### ASSIGNMENT
Reproduce word for word the lines between those holding "container images itself." and "for the duration.", inclusive, and nothing else from the data below.
(DATASET EXTRACT begins)
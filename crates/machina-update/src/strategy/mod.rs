//! OS update strategies
//!
//! Three ways to move a host to a new OS image, chosen from the probed
//! [`HostCapability`]:
//!
//! | Host | Strategy |
//! |------|----------|
//! | rpm-ostree with the `container` feature | [`LayeredUpdater`] |
//! | rpm-ostree without it | [`ContainerUpdater`] |
//! | bootc | [`BootcUpdater`] |

mod bootc;
mod container;
mod layered;

pub use bootc::BootcUpdater;
pub use container::ContainerUpdater;
pub use layered::{LayeredUpdater, UNVERIFIED_REGISTRY};

use std::fmt;

use async_trait::async_trait;

use machina_common::Result;

use crate::probe::{HostCapability, UpdateAgent};

/// Which update strategy applies to a host
#[derive(Clone, Copy, Debug, PartialEq, Eq)]
pub enum StrategyKind {
    /// `rpm-ostree rebase` straight to the image
    NativeLayered,
    /// Deploy from inside the target image run as a privileged container
    ContainerFallback,
    /// `bootc upgrade`
    ImageNative,
}

impl fmt::Display for StrategyKind {
    fn fmt(&self, f: &mut fmt::Formatter<'_>) -> fmt::Result {
        let s = match self {
            StrategyKind::NativeLayered => "native-layered",
            StrategyKind::ContainerFallback => "container-fallback",
            StrategyKind::ImageNative => "image-native",
        };
        f.write_str(s)
    }
}

/// Pick the strategy for a host
pub fn select_strategy(capability: &HostCapability) -> StrategyKind {
    match capability.agent {
        UpdateAgent::Bootc => StrategyKind::ImageNative,
        UpdateAgent::RpmOstree if capability.layering => StrategyKind::NativeLayered,
        UpdateAgent::RpmOstree => StrategyKind::ContainerFallback,
    }
}

/// Desired image plus the strategy chosen to reach it
#[derive(Clone, Debug, PartialEq, Eq)]
pub struct UpdateTarget {
    /// OS image reference
    pub image: String,
    /// Strategy that will apply it
    pub strategy: StrategyKind,
}

/// Capability set shared by all strategies
#[async_trait]
pub trait Updater: Send + Sync {
    /// Strategy this updater implements
    fn kind(&self) -> StrategyKind;

    /// Move the host to `image`. Failure aborts the attempt.
    async fn apply_update(&self, image: &str) -> Result<()>;

    /// Roll back to `image`. Not supported by any strategy yet.
    async fn rollback_update(&self, _image: &str) -> Result<()> {
        Ok(())
    }

    /// Apply a config payload without a reboot. Not supported by any strategy yet.
    async fn live_apply(&self, _payload: &[u8]) -> Result<()> {
        Ok(())
    }
}

#[cfg(test)]
mod tests {
    use super::*;
    use rstest::rstest;

    #[rstest]
    #[case(UpdateAgent::RpmOstree, true, StrategyKind::NativeLayered)]
    #[case(UpdateAgent::RpmOstree, false, StrategyKind::ContainerFallback)]
    #[case(UpdateAgent::Bootc, true, StrategyKind::ImageNative)]
    #[case(UpdateAgent::Bootc, false, StrategyKind::ImageNative)]
    fn strategy_follows_capability(
        #[case] agent: UpdateAgent,
        #[case] layering: bool,
        #[case] expected: StrategyKind,
    ) {
        assert_eq!(select_strategy(&HostCapability { agent, layering }), expected);
    }
}
//! Record store access
//!
//! The controller reads and writes MachineState records and resolves node
//! names through this trait so that it can be exercised without a cluster.

use async_trait::async_trait;
use k8s_openapi::api::core::v1::Node;
use kube::api::{Api, PostParams};
use kube::{Client, ResourceExt};
use tracing::info;

#[cfg(test)]
use mockall::automock;

use machina_common::crd::{ComponentKind, MachineState};
use machina_common::{Error, Result};

/// Get/update access to MachineState records and nodes
#[cfg_attr(test, automock)]
#[async_trait]
pub trait StateStore: Send + Sync {
    /// Fetch a record by name
    async fn get_state(&self, name: &str) -> Result<MachineState>;

    /// Create a record
    async fn create_state(&self, state: &MachineState) -> Result<MachineState>;

    /// Replace a record's status. Stale resource versions fail with a conflict.
    async fn update_status(&self, state: &MachineState) -> Result<MachineState>;

    /// Replace a record's spec and metadata
    async fn update_spec(&self, state: &MachineState) -> Result<MachineState>;

    /// Fetch a node by name
    async fn get_node(&self, name: &str) -> Result<Node>;
}

/// [`StateStore`] backed by the Kubernetes API
pub struct KubeStateStore {
    client: Client,
}

impl KubeStateStore {
    /// Create a store wrapping the given client
    pub fn new(client: Client) -> Self {
        Self { client }
    }

    fn states(&self) -> Api<MachineState> {
        Api::all(self.client.clone())
    }
}

#[async_trait]
impl StateStore for KubeStateStore {
    async fn get_state(&self, name: &str) -> Result<MachineState> {
        Ok(self.states().get(name).await?)
    }

    async fn create_state(&self, state: &MachineState) -> Result<MachineState> {
        Ok(self.states().create(&PostParams::default(), state).await?)
    }

    async fn update_status(&self, state: &MachineState) -> Result<MachineState> {
        let body = serde_json::to_vec(state)
            .map_err(|e| Error::serialization_for_kind("MachineState", e.to_string()))?;
        Ok(self
            .states()
            .replace_status(&state.name_any(), &PostParams::default(), body)
            .await?)
    }

    async fn update_spec(&self, state: &MachineState) -> Result<MachineState> {
        Ok(self
            .states()
            .replace(&state.name_any(), &PostParams::default(), state)
            .await?)
    }

    async fn get_node(&self, name: &str) -> Result<Node> {
        let api: Api<Node> = Api::all(self.client.clone());
        Ok(api.get(name).await?)
    }
}

/// Create the record for every component kind that does not have one yet
pub async fn ensure_records(store: &dyn StateStore) -> Result<()> {
    for kind in ComponentKind::ALL {
        match store.get_state(kind.as_str()).await {
            Ok(_) => {}
            Err(e) if e.is_not_found() => {
                info!(record = kind.as_str(), "creating MachineState");
                match store.create_state(&MachineState::for_kind(kind)).await {
                    Ok(_) => {}
                    // another controller replica won the race
                    Err(e) if e.is_conflict() => {}
                    Err(e) => return Err(e),
                }
            }
            Err(e) => return Err(e),
        }
    }
    Ok(())
}
use std::sync::Arc;

use async_trait::async_trait;
use tracing::info;

use machina_common::retry::{retry_with_backoff, RetryConfig};
use machina_common::Result;

use super::{StrategyKind, Updater};
use crate::command::{CommandRunner, HostCommand};
use crate::config::HostPaths;
use crate::selinux::with_permissive;

/// Transient systemd unit podman runs under
pub const UPDATE_UNIT: &str = "machine-config-daemon-update-rpmostree-via-container";

/// Update for hosts whose rpm-ostree cannot deploy container images itself.
///
/// The target image is pulled and run as a privileged container that deploys
/// itself onto the host (`rpm-ostree ex deploy-from-self`). SELinux is
/// permissive for the duration.
pub struct ContainerUpdater {
    runner: Arc<dyn CommandRunner>,
    paths: HostPaths,
    retry: RetryConfig,
}

impl ContainerUpdater {
    /// Create an updater using the given runner and host paths
    pub fn new(runner: Arc<dyn CommandRunner>, paths: HostPaths) -> Self {
        Self {
            runner,
            paths,
            retry: RetryConfig::net_commands(),
        }
    }

    /// Override the pull retry policy
    pub fn with_retry(mut self, retry: RetryConfig) -> Self {
        self.retry = retry;
        self
    }

    fn podman(&self) -> HostCommand {
        HostCommand::new("systemd-run")
            .args(["--unit", UPDATE_UNIT, "-p"])
            .arg(format!("EnvironmentFile=-{}", self.paths.proxy_env.display()))
            .args(["--collect", "--wait", "--", "podman"])
    }

    fn pull_command(&self, image: &str) -> HostCommand {
        self.podman()
            .args(["pull", "--authfile"])
            .arg(self.paths.kubelet_auth.display().to_string())
            .arg(image)
    }

    fn deploy_command(&self, image: &str) -> HostCommand {
        self.podman()
            .args(["run", "--env-file"])
            .arg(self.paths.proxy_env.display().to_string())
            .args(["--privileged", "--pid=host", "--net=host", "--rm", "-v", "/:/run/host"])
            .arg(image)
            .args(["rpm-ostree", "ex", "deploy-from-self", "/run/host"])
    }

    async fn pull_and_deploy(&self, image: &str) -> Result<()> {
        let pull = self.pull_command(image);
        retry_with_backoff(&self.retry, "podman pull", || self.runner.run_streaming(&pull)).await?;
        self.runner.run_streaming(&self.deploy_command(image)).await
    }
}

#[async_trait]
impl Updater for ContainerUpdater {
    fn kind(&self) -> StrategyKind {
        StrategyKind::ContainerFallback
    }

    async fn apply_update(&self, image: &str) -> Result<()> {
        info!(image, "Deploying via privileged container");
        with_permissive(self.runner.as_ref(), &self.paths.selinux_enforce, || {
            self.pull_and_deploy(image)
        })
        .await
    }
}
(DATASET EXTRACT ends)
### SOLUTION BELOW
/// Update for hosts whose rpm-ostree cannot deploy container images itself.
///
/// The target image is pulled and run as a privileged container that deploys
/// itself onto the host (`rpm-ostree ex deploy-from-self`). SELinux is
/// permissive for the duration.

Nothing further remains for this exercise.